Is the pain of this day redeemable?

The truth is, the role of “mother” is important and worth honoring. The mothers who bore us, raised us, and sacrificed for us should be acknowledged, thanked, and loved. But it is all too easy for us as women to slip into a blinding self-focus on Mother’s Day. For those in the trenches of mothering, the desire to be acknowledged (or just to be given a break, for goodness sake!) can grow too big, leading to anger and frustration when expectations are not met. For those longing for marriage and family, struggling with infertility, grieving the loss of a child or mother, or praying for the return of a wayward child, the hurt may feel insurmountable. Sometimes, this leads to feelings of self-pity or despair.

Is the pain of this day redeemable? For women who are in Christ the Redeemer, we answer with a resounding “Yes!” Here are three truths to help us lift our gaze and live with gospel-shaped hope on Mother’s Day.

Joy and Pain are Realities for All.

On Mother’s Day especially, it’s easy for women to feel alone in their pain and struggles. All of us can easily fall prey to the lie that no one is hurting as deeply as we are, and this makes our own pain feel magnified. But, in a fallen world, pain is a reality that goes hand-in-hand with joy. Every woman, regardless of her circumstances, experiences some mixture of the two, and it isn’t necessary or wise to try to compare levels.

The woman longing to conceive a child sees pictures on social media of smiling mothers with their arms full of (what appear to be) smiling, well-behaved children, and she believes that woman’s life is all joy. But pictures never tell the whole story.
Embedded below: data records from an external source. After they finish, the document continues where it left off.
//! Live bet feed
//!
//! A bounded projection of the most recently settled wagers across all
//! accounts, pruned oldest-first, plus a broadcast channel for websocket
//! fan-out. Accounts with ghost mode enabled appear under an anonymized
//! name; the feed never stores their real display name.

use crate::games::{Amount, GameKind};
use crate::ledger::{WagerRecord, WagerStatus};
use chrono::{DateTime, Utc};
use serde::{Deserialize, Serialize};
use std::collections::VecDeque;
use std::sync::RwLock;
use tokio::sync::broadcast;

pub const DEFAULT_FEED_CAPACITY: usize = 10;

const GHOST_NAME: &str = "Hidden";

/// One public feed entry for a settled wager
#[derive(Debug, Clone, Serialize, Deserialize)]
pub struct FeedEntry {
    pub wager_id: String,
    pub display_name: String,
    pub game: GameKind,
    pub stake: Amount,
    pub multiplier_bp: u64,
    pub payout: Amount,
    pub status: WagerStatus,
    pub settled_at: DateTime<Utc>,
}

/// Bounded feed of recent settlements with broadcast fan-out
pub struct LiveBetFeed {
    capacity: usize,
    entries: RwLock<VecDeque<FeedEntry>>,
    sender: broadcast::Sender<FeedEntry>,
}

impl LiveBetFeed {
    pub fn new(capacity: usize) -> Self {
        let (sender, _) = broadcast::channel(64);
        Self {
            capacity: capacity.max(1),
            entries: RwLock::new(VecDeque::new()),
            sender,
        }
    }

    /// Project a settled wager into the feed, honoring ghost mode.
    pub fn push(&self, record: &WagerRecord, ghost_mode: bool) {
        let entry = FeedEntry {
            wager_id: record.id.clone(),
            display_name: if ghost_mode {
                GHOST_NAME.to_string()
            } else {
                record.display_name.clone()
            },
            game: record.game,
            stake: record.stake,
            multiplier_bp: record.multiplier_bp,
            payout: record.payout,
            status: record.status,
            settled_at: record.created_at,
        };

        if let Ok(mut entries) = self.entries.write() {
            entries.push_back(entry.clone());
            while entries.len() > self.capacity {
                entries.pop_front();
            }
        }
        // No receivers is fine; the feed is also served by snapshot.
        let _ = self.sender.send(entry);
    }

    /// Current entries, newest last.
    pub fn snapshot(&self) -> Vec<FeedEntry> {
        self.entries
            .read()
            .map(|entries| entries.iter().cloned().collect())
            .unwrap_or_default()
    }

    pub fn subscribe(&self) -> broadcast::Receiver<FeedEntry> {
        self.sender.subscribe()
    }
}

#[cfg(test)]
mod tests {
    use super::*;
    use crate::games::{BetParams, OutcomeData, RollDirection};
    use crate::rng::DrawProof;

    fn record(id: &str, name: &str) -> WagerRecord {
        WagerRecord {
            id: id.to_string(),
            account_id: "acct".to_string(),
            display_name: name.to_string(),
            game: GameKind::Dice,
            stake: 1_000_000,
            params: BetParams::Dice {
                threshold: 50,
                direction: RollDirection::Over,
            },
            outcome: OutcomeData::Dice { roll: 60 },
            multiplier_bp: 19_800,
            payout: 1_980_000,
            status: WagerStatus::Won,
            proof: DrawProof {
                vrf_output: String::new(),
                vrf_proof: String::new(),
                public_key: String::new(),
                input_message: String::new(),
            },
            created_at: Utc::now(),
        }
    }

    #[test]
    fn test_feed_is_bounded_and_prunes_oldest() {
        let feed = LiveBetFeed::new(10);
        for i in 0..15 {
            feed.push(&record(&format!("w{}", i), "alice"), false);
        }

        let snapshot = feed.snapshot();
        assert_eq!(snapshot.len(), 10);
        assert_eq!(snapshot[0].wager_id, "w5", "oldest entries pruned first");
        assert_eq!(snapshot[9].wager_id, "w14");
    }

    #[test]
    fn test_ghost_mode_anonymizes() {
        let feed = LiveBetFeed::new(10);
        feed.push(&record("w1", "alice"), true);
        feed.push(&record("w2", "bob"), false);

        let snapshot = feed.snapshot();
        assert_eq!(snapshot[0].display_name, GHOST_NAME);
        assert_eq!(snapshot[1].display_name, "bob");
    }

    #[tokio::test]
    async fn test_broadcast_delivers_entries() {
        let feed = LiveBetFeed::new(10);
        let mut rx = feed.subscribe();
        feed.push(&record("w1", "alice"), false);

        let entry = rx.recv().await.expect("entry delivered");
        assert_eq!(entry.wager_id, "w1");
    }
}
The exhausted mother of four, struggling through what feels like monotonous work in the home, sees the childless woman with (what appears to be) a fulfilling career, and she covets the freedom and professional success that woman has. But she too isn’t privy to the the whole story.

Pain is real for all, but for those in Christ, we know it isn’t the end of our story. “Weeping may tarry for the night but joy comes with the morning” (Psalm 30:5). The gospel gives us hope on Mother’s Day by reminding us that. . .

Motherhood is Bigger Than Us.

Whether a woman has biological children or not, she must remember that God’s purposes for motherhood are bigger than her. While children certainly bring joy (and pain), they are blessings to steward for a purpose greater than a mother’s personal happiness. God created mothers and motherhood so that his image and glory might be multiplied across the face of the earth (Genesis 1:28). And when his image was marred by sin, God allowed motherhood to continue so that he might send a Redeemer, both human and divine, to bring salvation to the world: “But when the fullness of time had come, God sent forth his Son, born of woman, born under the law, to redeem those who were under the law, so that we might receive adoption as sons” (Galatians 4:4-5).

“Mother” is a role, not an identity. As Christian women, we are made in the image of God and created anew in Christ Jesus for the purpose of good works. Christ is our defining identity (Ephesians 2:10). For some, the good works prepared for us by God include raising up physical children in our homes. For all of us, these good works include raising up spiritual children (disciples) within the local church. When we remember that motherhood is bigger than us, we can rejoice on Mother’s Day in spite of our circumstances. We can shift our gaze upward, giving thanks to God for using a mother to bring the Savior of mankind into this world.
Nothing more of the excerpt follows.